◆ WHAT IS EXPECTED
Retype only the lines at the head of the records, first through the one with "fn sweep() ->", exactly as written.

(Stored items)
##############################

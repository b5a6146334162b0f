//! Benchmark for cell counting queries
//!
//! Sweeps radii from 1 to the ceiling in steps of 0.01 through each counting strategy,
//! then repeats the bracketed search from several threads sharing one table.

use radial_pattern::analytic::analytic_count;
use radial_pattern::parity::{has_odd_edge_parity, has_odd_edge_parity_reference};
use radial_pattern::strategy::{CellCounter, EstimateCounter, HuxleyCounter, LinearScanCounter};
use radial_pattern::PatternTable;
use std::hint::black_box;
use std::sync::Arc;
use std::thread;
use std::time::Instant;

const MAX_RADIUS: u32 = 119;

fn sweep() -> Vec<f32> {
    (100..MAX_RADIUS * 100).map(|i| i as f32 * 0.01).collect()
}

fn bench_counter(name: &str, radii: &[f32], count: impl Fn(f32) -> usize) {
    let start = Instant::now();
    let mut total = 0usize;
    for &radius in radii {
        total = total.wrapping_add(count(black_box(radius)));
    }
    let elapsed = start.elapsed();
    black_box(total);
    println!(
        "{:<16} {} queries: {:.3}ms ({:.1}ns/query)",
        name,
        radii.len(),
        elapsed.as_secs_f64() * 1000.0,
        elapsed.as_secs_f64() * 1e9 / radii.len() as f64
    );
}

fn main() {
    println!("Radial Pattern Query Benchmark");
    println!("==============================\n");

    let table = Arc::new(PatternTable::build(MAX_RADIUS));
    let estimate = EstimateCounter::new(Arc::clone(&table));
    let huxley = HuxleyCounter::new(Arc::clone(&table));
    let scan = LinearScanCounter::new(Arc::clone(&table));
    let radii = sweep();

    println!("Running query benchmarks:");
    println!("-----------------------");
    bench_counter("bracketed", &radii, |r| table.count_within_radius(r));
    bench_counter("estimate", &radii, |r| estimate.num_cells_in_radius(r));
    bench_counter("error bound", &radii, |r| huxley.num_cells_in_radius(r));
    bench_counter("analytic", &radii, analytic_count);
    bench_counter("linear scan", &radii, |r| scan.num_cells_in_radius(r));
    println!();

    println!("Running parity benchmarks:");
    println!("-----------------------");
    bench_counter("parity bits", &radii, |r| usize::from(has_odd_edge_parity(r)));
    bench_counter("parity casts", &radii, |r| usize::from(has_odd_edge_parity_reference(r)));
    println!();

    let num_threads = 8;
    println!("Running {num_threads} threads on one shared table:");
    println!("-----------------------");
    let start = Instant::now();
    let handles: Vec<_> = (0..num_threads)
        .map(|_| {
            let table = Arc::clone(&table);
            let radii = radii.clone();
            thread::spawn(move || radii.iter().map(|&r| table.count_within_radius(r)).sum::<usize>())
        })
        .collect();
    for handle in handles {
        black_box(handle.join().expect("query thread panicked"));
    }
    println!(
        "{} queries: {:.3}ms",
        num_threads * radii.len(),
        start.elapsed().as_secs_f64() * 1000.0
    );
}
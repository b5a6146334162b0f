//! Route a host's slow cell counting through the precomputed pattern.
use std::sync::Arc;

use radial_pattern::prelude::*;

fn main() {
    env_logger::Builder::from_env(env_logger::Env::default().default_filter_or("info")).init();

    // The host ships a small stock pattern and scans it linearly
    let stock = Arc::new(PatternTable::build(56));
    let stock_len = stock.len();
    let mut hook = CellCountHook::new(Arc::new(LinearScanCounter::new(stock)));
    println!("Stock: {} cells within 40", hook.num_cells_in_radius(40.0));
    println!("Stock: {} cells within 100 (saturated)", hook.num_cells_in_radius(100.0));

    // Build once, install, then every query goes through the bracketed search
    let table = Arc::new(PatternTable::build_default());
    hook.install(table, stock_len).expect("stock pattern should be untouched");
    println!("Installed: {} cells within 40", hook.num_cells_in_radius(40.0));
    println!("Installed: {} cells within 100", hook.num_cells_in_radius(100.0));

    // An install against a pattern someone else already replaced is refused
    let mut replaced = CellCountHook::new(Arc::new(AnalyticCounter::new(80)));
    let refused = replaced.install(Arc::new(PatternTable::build(119)), stock_len);
    assert!(refused.is_err(), "Install over a replaced pattern should be refused");
    println!("Refused: {}", refused.unwrap_err());
}
use solana_instruction::AccountMeta;
use solana_sdk::pubkey::Pubkey;

use crate::{
    discriminator::{
        ADD_ADMIN_DISCRIMINATOR,
        DELETE_ADMIN_DISCRIMINATOR,
        DISCRIMINATOR_LEN,
    },
    instructions::RemoteInstruction,
    pda::{
        find_admin_info_address,
        find_pool_address,
    },
};

const MANAGE_ADMIN_ACCOUNT_NAMES: &[&str] = &["authority", "pool", "admin_info", "admin"];

/// Shared account list of `add_admin` and `delete_admin`.
///
/// ### Accounts
///  0. `[WRITE, SIGNER]` Authority, must be the pool's super admin
///  1. `[READ]` Pool PDA
///  2. `[WRITE]` Admin info PDA
///  3. `[READ]` Admin being added or removed
#[derive(Clone, Debug, PartialEq, Eq)]
pub struct ManageAdminAccounts {
    pub authority: Pubkey,
    pub pool: Pubkey,
    pub admin_info: Pubkey,
    pub admin: Pubkey,
}

impl ManageAdminAccounts {
    pub fn new(program_id: &Pubkey, authority: Pubkey, admin: Pubkey) -> Self {
        Self {
            authority,
            pool: find_pool_address(program_id).0,
            admin_info: find_admin_info_address(program_id).0,
            admin,
        }
    }

    pub fn to_account_metas(&self) -> Vec<AccountMeta> {
        vec![
            AccountMeta::new(self.authority, true),
            AccountMeta::new_readonly(self.pool, false),
            AccountMeta::new(self.admin_info, false),
            AccountMeta::new_readonly(self.admin, false),
        ]
    }
}

/// Appends `admin` to the admin list. The list holds at most 15 entries.
#[derive(Clone, Debug)]
pub struct AddAdmin {
    pub program_id: Pubkey,
    pub authority: Pubkey,
    pub admin: Pubkey,
}

/// Removes `admin` from the admin list.
#[derive(Clone, Debug)]
pub struct DeleteAdmin {
    pub program_id: Pubkey,
    pub authority: Pubkey,
    pub admin: Pubkey,
}

impl RemoteInstruction for AddAdmin {
    const NAME: &'static str = "add_admin";
    const DISCRIMINATOR: [u8; DISCRIMINATOR_LEN] = ADD_ADMIN_DISCRIMINATOR;
    const ACCOUNT_NAMES: &'static [&'static str] = MANAGE_ADMIN_ACCOUNT_NAMES;

    fn program_id(&self) -> Pubkey {
        self.program_id
    }

    fn account_metas(&self) -> Vec<AccountMeta> {
        ManageAdminAccounts::new(&self.program_id, self.authority, self.admin).to_account_metas()
    }
}

impl RemoteInstruction for DeleteAdmin {
    const NAME: &'static str = "delete_admin";
    const DISCRIMINATOR: [u8; DISCRIMINATOR_LEN] = DELETE_ADMIN_DISCRIMINATOR;
    const ACCOUNT_NAMES: &'static [&'static str] = MANAGE_ADMIN_ACCOUNT_NAMES;

    fn program_id(&self) -> Pubkey {
        self.program_id
    }

    fn account_metas(&self) -> Vec<AccountMeta> {
        ManageAdminAccounts::new(&self.program_id, self.authority, self.admin).to_account_metas()
    }
}

#[cfg(test)]
mod tests {
    use super::*;
    use crate::program;

    #[test]
    fn add_and_delete_share_accounts_but_not_selectors() {
        let authority = Pubkey::new_unique();
        let admin = Pubkey::new_unique();
        let add = AddAdmin {
            program_id: program::ID,
            authority,
            admin,
        }
        .to_instruction();
        let delete = DeleteAdmin {
            program_id: program::ID,
            authority,
            admin,
        }
        .to_instruction();

        assert_eq!(add.accounts, delete.accounts);
        assert_eq!(add.data, ADD_ADMIN_DISCRIMINATOR);
        assert_eq!(delete.data, DELETE_ADMIN_DISCRIMINATOR);
    }

    #[test]
    fn account_order_and_flags() {
        let authority = Pubkey::new_unique();
        let admin = Pubkey::new_unique();
        let metas = AddAdmin {
            program_id: program::ID,
            authority,
            admin,
        }
        .account_metas();

        let expected = [
            (authority, true, true),
            (find_pool_address(&program::ID).0, false, false),
            (find_admin_info_address(&program::ID).0, false, true),
            (admin, false, false),
        ];

        assert_eq!(metas.len(), AddAdmin::ACCOUNT_NAMES.len());
        for (meta, (pubkey, is_signer, is_writable)) in metas.iter().zip(expected) {
            assert_eq!(meta.pubkey, pubkey);
            assert_eq!(meta.is_signer, is_signer);
            assert_eq!(meta.is_writable, is_writable);
        }
    }
}
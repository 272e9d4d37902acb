//! Checks an Anchor IDL artifact against the compiled-in instruction interfaces.
//!
//! The probe never needs the IDL to run. This exists so a test can fail early when the deployed
//! program's published interface drifts from what this client builds.

use std::{
    path::Path,
    str::FromStr,
};

use anyhow::{
    bail,
    Context,
};
use serde::Deserialize;
use solana_sdk::pubkey::Pubkey;
use spin_game_interface::instructions::{
    initialize::Initialize,
    RemoteInstruction,
};

#[derive(Debug, Deserialize)]
pub struct ProgramIdl {
    /// Present in IDLs generated by Anchor 0.30 and later.
    #[serde(default)]
    pub address: Option<String>,
    #[serde(default)]
    pub metadata: Option<IdlMetadata>,
    /// Legacy IDLs keep the name at the top level.
    #[serde(default)]
    pub name: Option<String>,
    pub instructions: Vec<IdlInstruction>,
}

#[derive(Debug, Deserialize)]
pub struct IdlMetadata {
    pub name: String,
    #[serde(default)]
    pub version: Option<String>,
}

#[derive(Debug, Deserialize)]
pub struct IdlInstruction {
    pub name: String,
    #[serde(default)]
    pub discriminator: Option<Vec<u8>>,
    pub accounts: Vec<IdlAccount>,
    #[serde(default)]
    pub args: Vec<IdlArg>,
}

#[derive(Debug, Deserialize)]
pub struct IdlArg {
    pub name: String,
    #[serde(rename = "type")]
    pub ty: serde_json::Value,
}

#[derive(Debug, Deserialize)]
pub struct IdlAccount {
    pub name: String,
    #[serde(default, alias = "isMut")]
    pub writable: bool,
    #[serde(default, alias = "isSigner")]
    pub signer: bool,
}

impl ProgramIdl {
    pub fn from_file(path: impl AsRef<Path>) -> anyhow::Result<Self> {
        let path = path.as_ref();
        let json = std::fs::read_to_string(path)
            .with_context(|| format!("Couldn't read IDL at {}", path.display()))?;
        Self::from_json(&json)
    }

    pub fn from_json(json: &str) -> anyhow::Result<Self> {
        serde_json::from_str(json).context("Couldn't parse IDL JSON")
    }

    pub fn program_name(&self) -> Option<&str> {
        self.metadata
            .as_ref()
            .map(|metadata| metadata.name.as_str())
            .or(self.name.as_deref())
    }

    pub fn program_id(&self) -> anyhow::Result<Option<Pubkey>> {
        self.address
            .as_deref()
            .map(|address| {
                Pubkey::from_str(address).with_context(|| format!("Invalid IDL address {address}"))
            })
            .transpose()
    }

    pub fn instruction(&self, name: &str) -> Option<&IdlInstruction> {
        self.instructions
            .iter()
            .find(|instruction| normalize(&instruction.name) == normalize(name))
    }

    /// Fails with a description of the first difference between the IDL's `initialize` and the
    /// static [`Initialize`] definition for `program_id`.
    pub fn verify_initialize(&self, program_id: &Pubkey) -> anyhow::Result<()> {
        self.verify(&Initialize {
            program_id: *program_id,
            initializer: Pubkey::new_unique(),
            super_admin: Pubkey::new_unique(),
            state: Pubkey::new_unique(),
        })
    }

    /// Checks the IDL entry named [`RemoteInstruction::NAME`] against `instruction`'s address,
    /// selector, account list, and argument names.
    pub fn verify<I: RemoteInstruction>(&self, instruction: &I) -> anyhow::Result<()> {
        let program_id = instruction.program_id();
        if let Some(address) = self.program_id()? {
            if address != program_id {
                bail!("IDL address {address} doesn't match program {program_id}");
            }
        }

        let entry = self
            .instruction(I::NAME)
            .with_context(|| format!("IDL has no `{}` instruction", I::NAME))?;

        if let Some(discriminator) = &entry.discriminator {
            if discriminator.as_slice() != I::DISCRIMINATOR {
                bail!(
                    "IDL discriminator {discriminator:?} doesn't match {:?}",
                    I::DISCRIMINATOR
                );
            }
        }

        if entry.args.len() != I::ARG_NAMES.len() {
            bail!(
                "IDL `{}` takes {} argument(s), expected {}",
                I::NAME,
                entry.args.len(),
                I::ARG_NAMES.len()
            );
        }
        for (arg, expected_name) in entry.args.iter().zip(I::ARG_NAMES) {
            if normalize(&arg.name) != normalize(expected_name) {
                bail!("`{}` argument is `{}`, expected `{expected_name}`", I::NAME, arg.name);
            }
        }

        let expected_metas = instruction.account_metas();
        if entry.accounts.len() != expected_metas.len() {
            bail!(
                "IDL `{}` has {} accounts, expected {}",
                I::NAME,
                entry.accounts.len(),
                expected_metas.len()
            );
        }

        for (i, ((account, meta), expected_name)) in entry
            .accounts
            .iter()
            .zip(expected_metas.iter())
            .zip(I::ACCOUNT_NAMES)
            .enumerate()
        {
            if normalize(&account.name) != normalize(expected_name) {
                bail!("Account #{i} is `{}`, expected `{expected_name}`", account.name);
            }
            if account.signer != meta.is_signer || account.writable != meta.is_writable {
                bail!(
                    "Account `{expected_name}` flags (signer: {}, writable: {}) don't match \
                     (signer: {}, writable: {})",
                    account.signer,
                    account.writable,
                    meta.is_signer,
                    meta.is_writable
                );
            }
        }

        Ok(())
    }
}

/// IDLs before Anchor 0.30 use camelCase names; newer ones use snake_case.
fn normalize(name: &str) -> String {
    name.chars()
        .filter(|c| *c != '_')
        .map(|c| c.to_ascii_lowercase())
        .collect()
}
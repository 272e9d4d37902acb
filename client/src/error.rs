//! The single failure type surfaced by a probe run.

use std::fmt::{
    self,
    Display,
    Formatter,
};

use solana_client::client_error::{
    ClientError,
    ClientErrorKind,
};
use solana_instruction::Instruction;
use solana_instruction_error::InstructionError;
use solana_sdk::{
    pubkey::Pubkey,
    signer::SignerError,
};
use solana_transaction_error::TransactionError;
use spin_game_interface::error::RemoteErrorCode;

use crate::pretty::instruction_error::{
    transaction_error,
    InstructionFailure,
};

#[derive(Debug)]
pub enum RemoteCallFailure {
    /// The endpoint couldn't be reached or the transport failed mid-request.
    Connectivity {
        endpoint: String,
        source: Box<ClientError>,
    },
    /// The remote program refused the signer.
    Unauthorized { signer: Pubkey, reason: String },
    ProgramNotDeployed { program_id: Pubkey },
    /// The cluster accepted the request but execution failed.
    Rejected {
        failure: Option<InstructionFailure>,
        reason: String,
    },
    Signing(SignerError),
    /// A confirmed call came back without a usable transaction identifier.
    EmptyIdentifier,
    /// The call confirmed but the accounts it initializes don't show it.
    StateMismatch { reason: String },
}

/// Everything [`RemoteCallFailure::classify`] needs to attribute a client error.
pub struct CallSite<'a> {
    pub endpoint: &'a str,
    pub signer: Pubkey,
    pub program_id: Pubkey,
    pub instructions: &'a [Instruction],
}

impl RemoteCallFailure {
    pub fn classify(error: ClientError, site: &CallSite<'_>) -> Self {
        if let Some(transaction_error) = transaction_error(&error) {
            return Self::from_transaction_error(&transaction_error, site);
        }

        // Only transport failures mean the node wasn't reached. A node that answered badly is a
        // rejection.
        if matches!(
            error.kind(),
            ClientErrorKind::Io(_) | ClientErrorKind::Reqwest(_)
        ) {
            return Self::Connectivity {
                endpoint: site.endpoint.to_string(),
                source: Box::new(error),
            };
        }

        match *error.kind {
            ClientErrorKind::SigningError(signer_error) => Self::Signing(signer_error),
            kind => Self::Rejected {
                failure: None,
                reason: kind.to_string(),
            },
        }
    }

    pub fn from_transaction_error(error: &TransactionError, site: &CallSite<'_>) -> Self {
        match error {
            TransactionError::ProgramAccountNotFound
            | TransactionError::InvalidProgramForExecution => Self::ProgramNotDeployed {
                program_id: site.program_id,
            },
            TransactionError::SignatureFailure => Self::Unauthorized {
                signer: site.signer,
                reason: error.to_string(),
            },
            _ => {
                let failure = InstructionFailure::from_transaction_error(
                    error,
                    site.instructions,
                    &site.program_id,
                );
                match &failure {
                    Some(InstructionFailure::Program { error: code, .. })
                        if code.is_authorization() =>
                    {
                        Self::Unauthorized {
                            signer: site.signer,
                            reason: code.to_string(),
                        }
                    }
                    Some(InstructionFailure::Solana {
                        error: InstructionError::MissingRequiredSignature,
                        ..
                    }) => Self::Unauthorized {
                        signer: site.signer,
                        reason: InstructionError::MissingRequiredSignature.to_string(),
                    },
                    _ => Self::Rejected {
                        failure,
                        reason: error.to_string(),
                    },
                }
            }
        }
    }

    pub fn is_connectivity(&self) -> bool {
        matches!(self, Self::Connectivity { .. })
    }

    pub fn remote_error_code(&self) -> Option<RemoteErrorCode> {
        match self {
            Self::Rejected {
                failure: Some(InstructionFailure::Program { error, .. }),
                ..
            } => Some(*error),
            _ => None,
        }
    }
}

impl Display for RemoteCallFailure {
    fn fmt(&self, f: &mut Formatter<'_>) -> fmt::Result {
        match self {
            Self::Connectivity { endpoint, source } => {
                write!(f, "Couldn't reach {endpoint}: {source}")
            }
            Self::Unauthorized { signer, reason } => {
                write!(f, "Signer {signer} isn't authorized: {reason}")
            }
            Self::ProgramNotDeployed { program_id } => {
                write!(f, "Program {program_id} isn't deployed")
            }
            Self::Rejected { reason, .. } => write!(f, "Remote call rejected: {reason}"),
            Self::Signing(error) => write!(f, "Couldn't sign the transaction: {error}"),
            Self::EmptyIdentifier => f.write_str("Confirmed call returned an empty signature"),
            Self::StateMismatch { reason } => {
                write!(f, "Call confirmed but state doesn't match: {reason}")
            }
        }
    }
}

impl std::error::Error for RemoteCallFailure {
    fn source(&self) -> Option<&(dyn std::error::Error + 'static)> {
        match self {
            Self::Connectivity { source, .. } => Some(source.as_ref()),
            Self::Signing(error) => Some(error),
            _ => None,
        }
    }
}

impl From<SignerError> for RemoteCallFailure {
    fn from(error: SignerError) -> Self {
        Self::Signing(error)
    }
}

#[cfg(test)]
mod tests {
    use solana_client::rpc_request::RpcError;
    use spin_game_interface::{
        constants::SYSTEM_PROGRAM_ID,
        program,
    };

    use super::*;

    fn instructions() -> Vec<Instruction> {
        vec![
            Instruction::new_with_bytes(SYSTEM_PROGRAM_ID, &[0], vec![]),
            Instruction::new_with_bytes(program::ID, &[1], vec![]),
        ]
    }

    fn classify(error: ClientError) -> RemoteCallFailure {
        let instructions = instructions();
        RemoteCallFailure::classify(
            error,
            &CallSite {
                endpoint: "http://127.0.0.1:1",
                signer: Pubkey::new_unique(),
                program_id: program::ID,
                instructions: &instructions,
            },
        )
    }

    #[test]
    fn io_errors_are_connectivity() {
        let io = std::io::Error::new(std::io::ErrorKind::ConnectionRefused, "refused");
        let failure = classify(ClientError::from(io));
        assert!(failure.is_connectivity());
        assert!(std::error::Error::source(&failure).is_some());
    }

    #[test]
    fn wrong_initializer_is_unauthorized() {
        let error = TransactionError::InstructionError(1, InstructionError::Custom(2003));
        assert!(matches!(
            classify(error.into()),
            RemoteCallFailure::Unauthorized { .. }
        ));
    }

    #[test]
    fn missing_program_is_not_deployed() {
        assert!(matches!(
            classify(TransactionError::ProgramAccountNotFound.into()),
            RemoteCallFailure::ProgramNotDeployed { program_id } if program_id == program::ID
        ));
    }

    #[test]
    fn program_errors_are_rejections_with_codes() {
        let error = TransactionError::InstructionError(1, InstructionError::Custom(6001));
        let failure = classify(error.into());
        assert!(matches!(failure, RemoteCallFailure::Rejected { .. }));
        assert_eq!(failure.remote_error_code(), Some(RemoteErrorCode::Program(1)));
    }

    #[test]
    fn system_errors_are_rejections_without_codes() {
        let error = TransactionError::InstructionError(0, InstructionError::Custom(1));
        let failure = classify(error.into());
        assert!(matches!(failure, RemoteCallFailure::Rejected { failure: Some(_), .. }));
        assert_eq!(failure.remote_error_code(), None);
    }

    #[test]
    fn misbehaving_node_is_a_rejection() {
        let error = RpcError::RpcRequestError(
            "RPC node returned mismatched signature".to_string(),
        );
        let failure = classify(error.into());
        assert!(!failure.is_connectivity());
        assert!(matches!(
            &failure,
            RemoteCallFailure::Rejected { failure: None, reason } if reason.contains("mismatched")
        ));
    }

    #[test]
    fn for_user_errors_are_rejections() {
        let failure = classify(RpcError::ForUser("AccountNotFound".to_string()).into());
        assert!(matches!(failure, RemoteCallFailure::Rejected { .. }));
    }

    #[test]
    fn signer_errors_are_signing_failures() {
        let failure = classify(SignerError::KeypairPubkeyMismatch.into());
        assert!(matches!(failure, RemoteCallFailure::Signing(_)));
    }
}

##############################

◆ WRITTEN RESPONSE
repository b5a6146334162b0f
//! Benchmark for cell counting queries
//!
//! Sweeps radii from 1 to the ceiling in steps of 0.01 through each counting strategy,
//! then repeats the bracketed search from several threads sharing one table.

use radial_pattern::analytic::analytic_count;
use radial_pattern::parity::{has_odd_edge_parity, has_odd_edge_parity_reference};
use radial_pattern::strategy::{CellCounter, EstimateCounter, HuxleyCounter, LinearScanCounter};
use radial_pattern::PatternTable;
use std::hint::black_box;
use std::sync::Arc;
use std::thread;
use std::time::Instant;

const MAX_RADIUS: u32 = 119;

fn sweep() -> Vec<f32> {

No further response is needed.